2. I'm making better food choices and I'm off burritos again.  Do you think they make BA? Burritos Anonymous?
3. Here is a link I think you will enjoy:

http://www.positivelypositive.com/2012/01/24/losing-weight/

Monday, January 16, 2012

Episode IV: Return of the Jedi

Okay, so this isn't really about Star Wars. But it is a little bit. Liz Gets Healthy has to go into Yoda mode. Because here's the deal with life, everybody, do or do not, there is no try. 
Will I ever look as hot as Mark Hammill in the 80's?
Probably.


Just kidding. There is a try. But sometimes you just have to decide to do something. When I started Liz Gets Healthy I think I wanted to do something. Although apparently that something was start a blog. I talked with my dad on the phone tonight and he said he would be happy to see my blog come back-- but he was leery of how much time it takes up and whether or not it is actually a helpful thing for me.
Just kidding, Shakey, it's not a question.
The answer is, yes, it is kind of helpful. But it is not the most helpful thing in a weight loss process. Blogging is awesome. But blog entries don't bring me closer to healthiness or further from diabetes. You know what is a helpful thing?
Running.
Running. Eating better. Moving in any way. That's what helps. So in a way, this blog is more like a step in the right direction. It helps me gain the motivation to do the things I need to get healthier! And I get to pick clip-art! It's win-win!

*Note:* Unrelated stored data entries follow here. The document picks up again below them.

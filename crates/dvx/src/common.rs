// ai
//! 📦 Common data structures — the building blocks of dataverse
//!
//! ---
//!
//! 🎬 COLD OPEN — INT. TRADING DESK — 3:47 AM
//!
//! 🌩️  The ticker scrolls. Bitcoin is up. Bitcoin is down. Bitcoin is a
//! sideways emoji. Somewhere a cron job wakes up, asks an API for the top ten
//! coins, and gets back a JSON array so wide it needs its own zip code.
//!
//! ✅ We keep five columns. Five. The rest of the JSON is a buffet we walk past
//! with the discipline of someone who already ate. A `MarketRecord` carries
//! what the wire said. A `BronzeRecord` carries what we wrote down. A
//! `SilverRecord` carries what we wish the wire had said in the first place.
//!
//! 🦆
//!
//! ⚠️  NOTE: Prices are `f64`. If you are reading this and thinking about
//! decimals, you are correct, and also this is a dashboard, not a ledger.

use chrono::{DateTime, Utc};
use serde::{Deserialize, Serialize};

/// ⏰ The one timestamp format every row, log entry, and audit query in this crate agrees on.
/// `2026-10-17 03:47:00` — no `T`, no `Z`, no timezone drama. It's UTC. It's always UTC.
pub const TIMESTAMP_FORMAT: &str = "%Y-%m-%d %H:%M:%S";

/// 🔧 Render a UTC instant the way the bronze CSV, silver CSV, and metadata log expect it.
pub fn format_timestamp(now: DateTime<Utc>) -> String {
    now.format(TIMESTAMP_FORMAT).to_string()
}

/// 📡 One coin, as the market API described it.
///
/// The API sends ~30 fields per coin. We deserialize five and let serde politely
/// ignore the rest, like a bouncer who only checks the names on the list.
/// Numbers are `Option` because the API will, occasionally, send `null` for a
/// coin's market cap. No reason given. It just does that.
#[derive(Debug, Clone, PartialEq, Deserialize, Serialize)]
pub struct MarketRecord {
    pub id: String,
    pub symbol: String,
    #[serde(default)]
    pub current_price: Option<f64>,
    #[serde(default)]
    pub market_cap: Option<f64>,
    #[serde(default)]
    pub total_volume: Option<f64>,
}

/// 🥉 A bronze row — the raw snapshot, stamped with when we took it.
///
/// Immutable once written. Column order is the CSV column order, and the CSV column
/// order is a contract with every crawler and query that reads the bronze zone later.
/// Reorder these fields and a Glue table somewhere quietly starts lying.
#[derive(Debug, Clone, PartialEq, Deserialize, Serialize)]
pub struct BronzeRecord {
    pub id: String,
    pub symbol: String,
    pub current_price: Option<f64>,
    pub market_cap: Option<f64>,
    pub total_volume: Option<f64>,
    /// ⏰ ingestion time, `TIMESTAMP_FORMAT`, UTC
    pub timestamp: String,
}

impl BronzeRecord {
    /// 🕳️ True when any numeric cell is missing — the extract stage warns about these.
    pub fn has_missing_values(&self) -> bool {
        self.current_price.is_none() || self.market_cap.is_none() || self.total_volume.is_none()
    }
}

/// 🏷️ The four capitalization tiers. Right-closed bins, because that's how the
/// analysts drew them on the whiteboard and nobody was brave enough to erase it.
///
/// | tier      | market cap range     |
/// |-----------|----------------------|
/// | Small Cap | (0, 1e9]             |
/// | Mid Cap   | (1e9, 10e9]          |
/// | Large Cap | (10e9, 100e9]        |
/// | Mega Cap  | (100e9, 1e12]        |
///
/// Anything outside (zero, negative, or north of a trillion) gets no tier at all.
#[derive(Debug, Clone, Copy, PartialEq, Eq, Deserialize, Serialize)]
pub enum CapTier {
    #[serde(rename = "Small Cap")]
    Small,
    #[serde(rename = "Mid Cap")]
    Mid,
    #[serde(rename = "Large Cap")]
    Large,
    #[serde(rename = "Mega Cap")]
    Mega,
}

impl CapTier {
    /// 🪣 Bucket a market cap. Returns `None` outside `(0, 1e12]`.
    pub fn from_market_cap(market_cap: f64) -> Option<Self> {
        // -- 📐 right-closed: 1e9 exactly is Small, 1e9 + a penny is Mid.
        // -- NaN fails every comparison and falls through to None, which is the correct mood.
        if market_cap > 0.0 && market_cap <= 1e9 {
            Some(Self::Small)
        } else if market_cap > 1e9 && market_cap <= 10e9 {
            Some(Self::Mid)
        } else if market_cap > 10e9 && market_cap <= 100e9 {
            Some(Self::Large)
        } else if market_cap > 100e9 && market_cap <= 1e12 {
            Some(Self::Mega)
        } else {
            None
        }
    }

    pub fn label(&self) -> &'static str {
        match self {
            Self::Small => "Small Cap",
            Self::Mid => "Mid Cap",
            Self::Large => "Large Cap",
            Self::Mega => "Mega Cap",
        }
    }
}

impl std::fmt::Display for CapTier {
    fn fmt(&self, f: &mut std::fmt::Formatter<'_>) -> std::fmt::Result {
        f.write_str(self.label())
    }
}

/// 🥈 A silver row — deduplicated, null-scrubbed, and wearing two derived columns
/// like a new pair of shoes.
#[derive(Debug, Clone, PartialEq, Deserialize, Serialize)]
pub struct SilverRecord {
    pub id: String,
    pub symbol: String,
    pub current_price: f64,
    pub market_cap: f64,
    pub total_volume: Option<f64>,
    pub timestamp: String,
    /// 📊 price / volume. `None` when volume is zero or missing — dividing by zero
    /// is a career-limiting move and we have mortgages.
    pub price_to_volume_ratio: Option<f64>,
    pub market_cap_category: Option<CapTier>,
    pub processed_timestamp: String,
}

/// 🪵 One row of the `extraction_logs` audit table.
#[derive(Debug, Clone, PartialEq)]
pub struct ExtractionLogEntry {
    pub id: i64,
    pub run_timestamp: String,
    pub source_api: String,
    pub record_count: i64,
    pub status: String,
    pub s3_path: Option<String>,
    pub runtime_seconds: f64,
}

Seriously though, all pictures of Luke Skywalker, Shakespeare and Homer aside, I have not been doing well. I started eating burritos again, alone, secretly, paid with cash, like an addict. Binge eating disorder is not diagnosable as of right now, but it's on the list for DSM V. I really, really struggle. It's easier for me to pretend I'm okay with being big and just go with it. In the long run, it won't be easier, and it's going to take a lot of work to change my habits, because they are not just unhealthy, they are disordered. 

No kidding, Mr. Scale...

Sometimes I think maybe I should go all-out-ridiculous and go on a liquid diet or join some kind of weight loss group. Or write the folks on biggest loser. By the way, here's another wake-up call: I qualify for gastric bypass surgery. That's right. My BMI is high enough that doctors would consider making incisions in my abdomen to cut pieces of my stomach out and reroute my digestive system. I am actually that sick. I need to take this that seriously.  I actually just met a lady who had GB-- then I googled some results about half an hour ago. The results are terrifying.  GB might save people's lives, but please do not google what it does to the rest of your body. Seriously. Don't google that.

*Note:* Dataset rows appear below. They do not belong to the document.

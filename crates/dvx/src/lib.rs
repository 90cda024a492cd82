//! 🪙 dvx — the dataverse market-insights ETL.
//!
//! CoinGecko → 🥉 bronze CSV → S3 → 🥈 silver CSV → S3 → Glue crawler → Athena → 📣.
//! Every extract and transform leaves one row in a local SQLite audit log.
//!
//! The binary crate parses arguments and sets up logging; everything else lives here.

pub mod app_config;
pub mod common;
pub mod transforms;

pub(crate) mod backends;
pub(crate) mod metadata_log;
pub(crate) mod partitions;
pub(crate) mod preview;
pub(crate) mod retry;
pub(crate) mod supervisors;

use std::path::Path;

use anyhow::{Context, Result};
use tracing::{info, warn};

use crate::app_config::{load_config, load_tool_config};
use crate::backends::common_config::load_sdk_config;
use crate::metadata_log::MetadataLog;
use crate::supervisors::Supervisor;

pub use crate::backends::{CatalogConfig, CoinGeckoSourceConfig, FetchError, QueryConfig, StorageConfig};
pub use crate::metadata_log::MetadataConfig;
pub use crate::retry::RetryPolicy;
pub use crate::supervisors::StageKind;

/// 🎛️ What the CLI asked for.
#[derive(Debug, Clone, Copy, PartialEq, Eq)]
pub enum Command {
    /// 🎯 one stage, one attempt
    Stage(StageKind),
    /// 🎬 every stage in order, with step retries
    Run,
    /// 🪵 print the metadata log
    Inspect,
    /// ☁️ print the AWS caller identity
    SanityCheck,
}

/// 🚀 Do the thing the CLI asked for.
///
/// Pipeline commands load the full `AppConfig` (buckets required). `inspect` and
/// `sanity-check` only load `ToolConfig`, so they work before any bucket exists.
pub async fn run(config_file_name: Option<&Path>, command: Command) -> Result<()> {
    match command {
        Command::Stage(stage) => {
            let app_config = load_config(config_file_name)?;
            Supervisor::connect(app_config).await?.run_stage(stage).await
        }
        Command::Run => {
            let app_config = load_config(config_file_name)?;
            Supervisor::connect(app_config).await?.run_pipeline().await
        }
        Command::Inspect => {
            let tool_config = load_tool_config(config_file_name)?;
            inspect(&MetadataLog::new(tool_config.metadata.db_path))
        }
        Command::SanityCheck => {
            let tool_config = load_tool_config(config_file_name)?;
            sanity_check(&tool_config.storage.region).await
        }
    }
}

/// 🪵 Tables in the metadata database, then every extraction log row.
/// A missing `extraction_logs` table is a warning, not an error: nothing has run yet.
fn inspect(metadata_log: &MetadataLog) -> Result<()> {
    let the_tables = metadata_log.tables()?;
    println!("📂 Tables in {}:", metadata_log.path().display());
    println!("{}", preview::name_list("name", &the_tables));

    match metadata_log.entries() {
        Ok(the_entries) => {
            println!("🪵 Extraction Logs:");
            println!("{}", preview::log_entries(&the_entries));
        }
        Err(err) => warn!("⚠️ Couldn't read 'extraction_logs' table: {:#}", err),
    }
    Ok(())
}

/// ☁️ Ask STS who we are. Proves credentials and region before a real run.
async fn sanity_check(region: &str) -> Result<()> {
    let the_sdk_config = load_sdk_config(region).await;
    let the_identity = aws_sdk_sts::Client::new(&the_sdk_config)
        .get_caller_identity()
        .send()
        .await
        .context("💀 STS GetCallerIdentity failed. Check AWS_ACCESS_KEY_ID / AWS_SECRET_ACCESS_KEY, the profile, and the region.")?;
    info!("✅ AWS credentials are valid");
    println!(
        "Caller identity: account={} arn={} user_id={}",
        the_identity.account().unwrap_or("?"),
        the_identity.arn().unwrap_or("?"),
        the_identity.user_id().unwrap_or("?")
    );
    Ok(())
}

#[cfg(test)]
mod tests {
    use super::*;

    #[test]
    fn the_one_where_inspect_on_a_fresh_db_is_not_a_crime() -> Result<()> {
        let the_dir = tempfile::tempdir()?;
        let the_log = MetadataLog::new(the_dir.path().join("metadata.db"));
        // 📭 no table yet: inspect still succeeds
        inspect(&the_log)?;

        the_log.init()?;
        the_log.append("CoinGecko", 10, "SUCCESS", Some("bronze/crypto/x.csv"), 1.23)?;
        inspect(&the_log)?;
        Ok(())
    }

    #[tokio::test]
    async fn the_one_where_inspect_runs_without_any_buckets() -> Result<()> {
        let the_dir = tempfile::tempdir()?;
        let the_db_path = the_dir.path().join("metadata.db");
        let the_config_path = the_dir.path().join("dvx.toml");
        // 🪣 no [storage] section at all
        std::fs::write(
            &the_config_path,
            format!("[metadata]\ndb_path = {:?}\n", the_db_path.to_string_lossy()),
        )?;

        run(Some(&the_config_path), Command::Inspect).await?;
        Ok(())
    }
}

I don't want that for me. I really, really don't. So Liz Gets Healthy is back. There is no easy way out of 100 pounds, but there is a way out. I just have to put on my big girl pants and go for it, one day at a time. 

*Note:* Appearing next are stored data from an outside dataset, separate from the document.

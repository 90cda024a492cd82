// ai
//! 🥉 Bronze Snapshot — wire records get a timestamp and a place to live. That's it.
//!
//! No cleaning here. Bronze is the "as received" zone: if the API said null, we
//! write null. If the API sent the same coin twice, we write it twice. Silver is
//! where judgment happens. Bronze is a notary, not a critic.

use chrono::{DateTime, Utc};

use super::BatchTransform;
use crate::common::{BronzeRecord, MarketRecord, format_timestamp};

/// 🥉 MarketRecord → BronzeRecord, one-to-one, order preserved.
pub struct BronzeSnapshot;

impl BatchTransform for BronzeSnapshot {
    type Input = MarketRecord;
    type Output = BronzeRecord;

    fn transform_batch(input: Vec<MarketRecord>, at: DateTime<Utc>) -> Vec<BronzeRecord> {
        // -- ⏰ one timestamp for the whole batch, formatted once
        let the_timestamp = format_timestamp(at);
        input
            .into_iter()
            .map(|record| BronzeRecord {
                id: record.id,
                symbol: record.symbol,
                current_price: record.current_price,
                market_cap: record.market_cap,
                total_volume: record.total_volume,
                timestamp: the_timestamp.clone(),
            })
            .collect()
    }
}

Thank you for reading. Thank you for coming back. Thank you for even entertaining the thought that I can do this. Thank you for being inspirations. Thank you for being my friends and my family. I will probably fall off the wagon again. I don't even know how to drive a wagon, so you know, it's likely I'll fall off, but I'm going to get back on that wagon again and again and again. 
To climb onto the wagon you must know the wagon.

Why?

Because I kind of need to. Because I really want to. Because "Wagon Driver" will look hella good on a resume.